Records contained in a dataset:
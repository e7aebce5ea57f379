// src/services/assessment.rs

//! Assessment state machine.
//!
//! An attempt moves through a per-attempt random permutation of the catalog.
//! All mutations go through the store with an expected-position guard, so a
//! stale or concurrent request never double-advances an attempt.

use std::sync::{Arc, Mutex};

use rand::{rngs::StdRng, seq::SliceRandom};
use serde::Serialize;
use thiserror::Error;

use crate::{
    metrics::{CalculatedMetrics, calculate_interaction_metrics},
    models::{
        assessment::{AdvanceRequest, AssessmentResults, AssessmentState},
        interaction::InteractionData,
        question::{Catalog, Question},
    },
    repository::{Advance, AssessmentStore, ResultRecord, StoreError},
    scoring,
    utils::html::clean_answer,
};

pub const REQUIRED_MESSAGE: &str = "This question is required. Please select an answer.";

/// The question an attempt is currently on.
#[derive(Debug, Clone, PartialEq, Serialize)]
#[serde(rename_all = "camelCase")]
pub struct QuestionView {
    pub assessment_id: i64,
    pub question: Question,
    /// Zero-based position within the attempt's order.
    pub position: usize,
    pub total: usize,
    /// Runner settings for cognitive tests.
    #[serde(skip_serializing_if = "Option::is_none")]
    pub settings: Option<serde_json::Value>,
    #[serde(skip_serializing_if = "Option::is_none")]
    pub error: Option<String>,
}

/// What the subject sees after answering.
#[derive(Debug, Clone, Serialize)]
#[serde(tag = "status", rename_all = "lowercase")]
pub enum Step {
    Question(QuestionView),
    Complete(AssessmentResults),
}

/// Metrics stored from one telemetry bundle.
#[derive(Debug, Clone, Copy, PartialEq, Eq, Serialize)]
#[serde(rename_all = "camelCase")]
pub struct RecordedMetrics {
    pub assessment_id: i64,
    pub global_metrics: usize,
    pub question_metrics: usize,
}

#[derive(Debug, Error)]
pub enum AssessmentError {
    /// A required standard question was submitted empty. Carries the same
    /// question, re-served with the message attached.
    #[error("{message}")]
    Required {
        message: String,
        view: Box<QuestionView>,
    },

    #[error("answer for '{submitted}' does not match current question '{expected}'")]
    StaleQuestion { submitted: String, expected: String },

    #[error("no assessment in progress")]
    NoActiveAssessment,

    #[error("assessment {0} not found")]
    NotFound(i64),

    #[error("question catalog is empty")]
    EmptyCatalog,

    #[error("question order references unknown catalog index {0}")]
    UnknownQuestion(i32),

    #[error(transparent)]
    Store(#[from] StoreError),
}

/// Drives attempts over a read-only catalog.
pub struct AssessmentService<S> {
    store: Arc<S>,
    catalog: Arc<Catalog>,
    rng: Arc<Mutex<StdRng>>,
}

impl<S> Clone for AssessmentService<S> {
    fn clone(&self) -> Self {
        Self {
            store: Arc::clone(&self.store),
            catalog: Arc::clone(&self.catalog),
            rng: Arc::clone(&self.rng),
        }
    }
}

impl<S: AssessmentStore> AssessmentService<S> {
    pub fn new(store: Arc<S>, catalog: Arc<Catalog>, rng: StdRng) -> Self {
        Self {
            store,
            catalog,
            rng: Arc::new(Mutex::new(rng)),
        }
    }

    pub fn catalog(&self) -> &Catalog {
        &self.catalog
    }

    pub fn store(&self) -> &S {
        &self.store
    }

    fn shuffled_order(&self) -> Vec<i32> {
        let mut order: Vec<i32> = (0..self.catalog.len() as i32).collect();
        let mut rng = self.rng.lock().unwrap_or_else(|e| e.into_inner());
        order.shuffle(&mut *rng);
        order
    }

    fn question_at(&self, state: &AssessmentState) -> Result<&Question, AssessmentError> {
        let index = state
            .question_order
            .get(state.position())
            .copied()
            .ok_or(AssessmentError::UnknownQuestion(state.current_question_index))?;
        usize::try_from(index)
            .ok()
            .and_then(|i| self.catalog.get(i))
            .ok_or(AssessmentError::UnknownQuestion(index))
    }

    fn view(&self, state: &AssessmentState) -> Result<QuestionView, AssessmentError> {
        let question = self.question_at(state)?;
        Ok(QuestionView {
            assessment_id: state.id,
            settings: question.settings(),
            question: question.clone(),
            position: state.position(),
            total: state.total(),
            error: None,
        })
    }

    /// Resumes the subject's incomplete attempt or starts a new one.
    pub async fn start_or_resume(&self, user_id: i64) -> Result<AssessmentState, AssessmentError> {
        if self.catalog.is_empty() {
            return Err(AssessmentError::EmptyCatalog);
        }
        if let Some(active) = self.store.find_active(user_id).await? {
            return Ok(active);
        }
        let order = self.shuffled_order();
        Ok(self.store.active_or_create(user_id, &order).await?)
    }

    /// The question the subject should answer next.
    pub async fn current(&self, user_id: i64) -> Result<QuestionView, AssessmentError> {
        let state = self.start_or_resume(user_id).await?;
        self.view(&state)
    }

    /// Answers the current question and moves forward.
    pub async fn advance(
        &self,
        user_id: i64,
        request: AdvanceRequest,
    ) -> Result<Step, AssessmentError> {
        let state = self
            .store
            .find_active(user_id)
            .await?
            .ok_or(AssessmentError::NoActiveAssessment)?;
        let question = self.question_at(&state)?;

        if question.id != request.question_id {
            return Err(AssessmentError::StaleQuestion {
                submitted: request.question_id,
                expected: question.id.clone(),
            });
        }

        let answer = request
            .answer
            .as_deref()
            .map(str::trim)
            .filter(|a| !a.is_empty());

        let record = if question.question_type.is_cognitive_test() {
            answer.and_then(|payload| {
                match scoring::score_payload(question.question_type, payload) {
                    Ok(outcome) => {
                        tracing::debug!(
                            assessment_id = state.id,
                            test = outcome.question_type().as_str(),
                            "Test payload scored"
                        );
                        Some(ResultRecord::Test(outcome))
                    }
                    Err(e) => {
                        tracing::warn!(
                            assessment_id = state.id,
                            question_id = %question.id,
                            "Discarding test payload: {}",
                            e
                        );
                        None
                    }
                }
            })
        } else {
            match answer.map(clean_answer).filter(|a| !a.is_empty()) {
                Some(value) => Some(ResultRecord::Answer {
                    question_id: question.id.clone(),
                    value,
                }),
                None if question.required => {
                    let mut view = self.view(&state)?;
                    view.error = Some(REQUIRED_MESSAGE.to_string());
                    return Err(AssessmentError::Required {
                        message: REQUIRED_MESSAGE.to_string(),
                        view: Box::new(view),
                    });
                }
                None => None,
            }
        };

        let complete = state.position() + 1 >= state.total();
        let next = self
            .store
            .advance(Advance {
                assessment_id: state.id,
                from_position: state.current_question_index,
                complete,
                record,
            })
            .await?;

        if next.is_complete {
            tracing::info!(user_id, assessment_id = next.id, "Assessment completed");
            let answers = self.store.answers(next.id).await?;
            return Ok(Step::Complete(AssessmentResults {
                assessment_id: next.id,
                answers,
            }));
        }
        Ok(Step::Question(self.view(&next)?))
    }

    /// Steps back one question. Stored answers are left as they are.
    pub async fn retreat(&self, user_id: i64) -> Result<QuestionView, AssessmentError> {
        let state = self
            .store
            .find_active(user_id)
            .await?
            .ok_or(AssessmentError::NoActiveAssessment)?;

        if state.current_question_index <= 0 {
            return self.view(&state);
        }
        let moved = self
            .store
            .set_position(state.id, state.current_question_index, state.current_question_index - 1)
            .await?;
        self.view(&moved)
    }

    /// Collected answers of one of the subject's attempts.
    pub async fn results(
        &self,
        user_id: i64,
        assessment_id: i64,
    ) -> Result<AssessmentResults, AssessmentError> {
        let state = self
            .store
            .find_assessment(user_id, assessment_id)
            .await?
            .ok_or(AssessmentError::NotFound(assessment_id))?;
        let answers = self.store.answers(state.id).await?;
        Ok(AssessmentResults {
            assessment_id: state.id,
            answers,
        })
    }

    /// Derives interaction metrics from a telemetry bundle and stores them
    /// against the subject's current (or last finished) attempt.
    pub async fn record_interactions(
        &self,
        user_id: i64,
        data: &InteractionData,
    ) -> Result<RecordedMetrics, AssessmentError> {
        let state = self
            .store
            .find_latest(user_id)
            .await?
            .ok_or(AssessmentError::NoActiveAssessment)?;

        let metrics: CalculatedMetrics = calculate_interaction_metrics(data);
        let global_metrics = metrics.global_metrics.len();
        let question_metrics = metrics.question_metrics.len();
        if !metrics.is_empty() {
            self.store.save_metrics(state.id, &metrics.into_rows()).await?;
        }

        tracing::debug!(
            assessment_id = state.id,
            global_metrics,
            question_metrics,
            "Interaction metrics stored"
        );
        Ok(RecordedMetrics {
            assessment_id: state.id,
            global_metrics,
            question_metrics,
        })
    }
}

#[cfg(test)]
mod tests {
    use super::*;
    use rand::SeedableRng;

    struct NoStore;

    #[async_trait::async_trait]
    impl AssessmentStore for NoStore {
        async fn find_active(&self, _: i64) -> Result<Option<AssessmentState>, StoreError> {
            Ok(None)
        }
        async fn active_or_create(&self, _: i64, _: &[i32]) -> Result<AssessmentState, StoreError> {
            Err(StoreError::NotFound(0))
        }
        async fn find_latest(&self, _: i64) -> Result<Option<AssessmentState>, StoreError> {
            Ok(None)
        }
        async fn find_assessment(
            &self,
            _: i64,
            _: i64,
        ) -> Result<Option<AssessmentState>, StoreError> {
            Ok(None)
        }
        async fn advance(&self, a: Advance) -> Result<AssessmentState, StoreError> {
            Err(StoreError::Conflict(a.assessment_id))
        }
        async fn set_position(
            &self,
            id: i64,
            _: i32,
            _: i32,
        ) -> Result<AssessmentState, StoreError> {
            Err(StoreError::Conflict(id))
        }
        async fn answers(
            &self,
            _: i64,
        ) -> Result<std::collections::BTreeMap<String, String>, StoreError> {
            Ok(Default::default())
        }
        async fn save_metrics(
            &self,
            _: i64,
            _: &[crate::models::assessment::NewAssessmentMetric],
        ) -> Result<usize, StoreError> {
            Ok(0)
        }
    }

    fn service(seed: u64) -> AssessmentService<NoStore> {
        let catalog = Catalog::from_json(
            r#"{"questions": [
                {"id": "a", "title": "A", "type": "radio"},
                {"id": "b", "title": "B", "type": "text"},
                {"id": "c", "title": "C", "type": "cpt"},
                {"id": "d", "title": "D", "type": "dst"},
                {"id": "e", "title": "E", "type": "tmt"}
            ]}"#,
        )
        .unwrap();
        AssessmentService::new(Arc::new(NoStore), Arc::new(catalog), StdRng::seed_from_u64(seed))
    }

    #[test]
    fn test_shuffled_order_is_a_permutation() {
        let svc = service(42);
        let mut order = svc.shuffled_order();
        assert_eq!(order.len(), 5);
        order.sort();
        assert_eq!(order, vec![0, 1, 2, 3, 4]);
    }

    #[test]
    fn test_same_seed_same_order() {
        assert_eq!(service(7).shuffled_order(), service(7).shuffled_order());
    }

    #[test]
    fn test_view_rejects_out_of_range_order() {
        let svc = service(1);
        let state = AssessmentState {
            id: 1,
            user_id: 1,
            is_complete: false,
            question_order: vec![9],
            current_question_index: 0,
            created_at: None,
            updated_at: None,
        };
        assert!(matches!(svc.view(&state), Err(AssessmentError::UnknownQuestion(9))));
    }

    #[tokio::test]
    async fn test_advance_without_attempt() {
        let svc = service(1);
        let request = AdvanceRequest {
            question_id: "a".into(),
            answer: Some("1".into()),
        };
        assert!(matches!(
            svc.advance(1, request).await,
            Err(AssessmentError::NoActiveAssessment)
        ));
    }
}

Work order
One stretch of the lines above is wanted, from the line that contains "the attempt's order." through the line that contains "one telemetry bundle.". Output it exactly.

Reply to the exercise
    /// Zero-based position within the attempt's order.
    pub position: usize,
    pub total: usize,
    /// Runner settings for cognitive tests.
    #[serde(skip_serializing_if = "Option::is_none")]
    pub settings: Option<serde_json::Value>,
    #[serde(skip_serializing_if = "Option::is_none")]
    pub error: Option<String>,
}

/// What the subject sees after answering.
#[derive(Debug, Clone, Serialize)]
#[serde(tag = "status", rename_all = "lowercase")]
pub enum Step {
    Question(QuestionView),
    Complete(AssessmentResults),
}

/// Metrics stored from one telemetry bundle.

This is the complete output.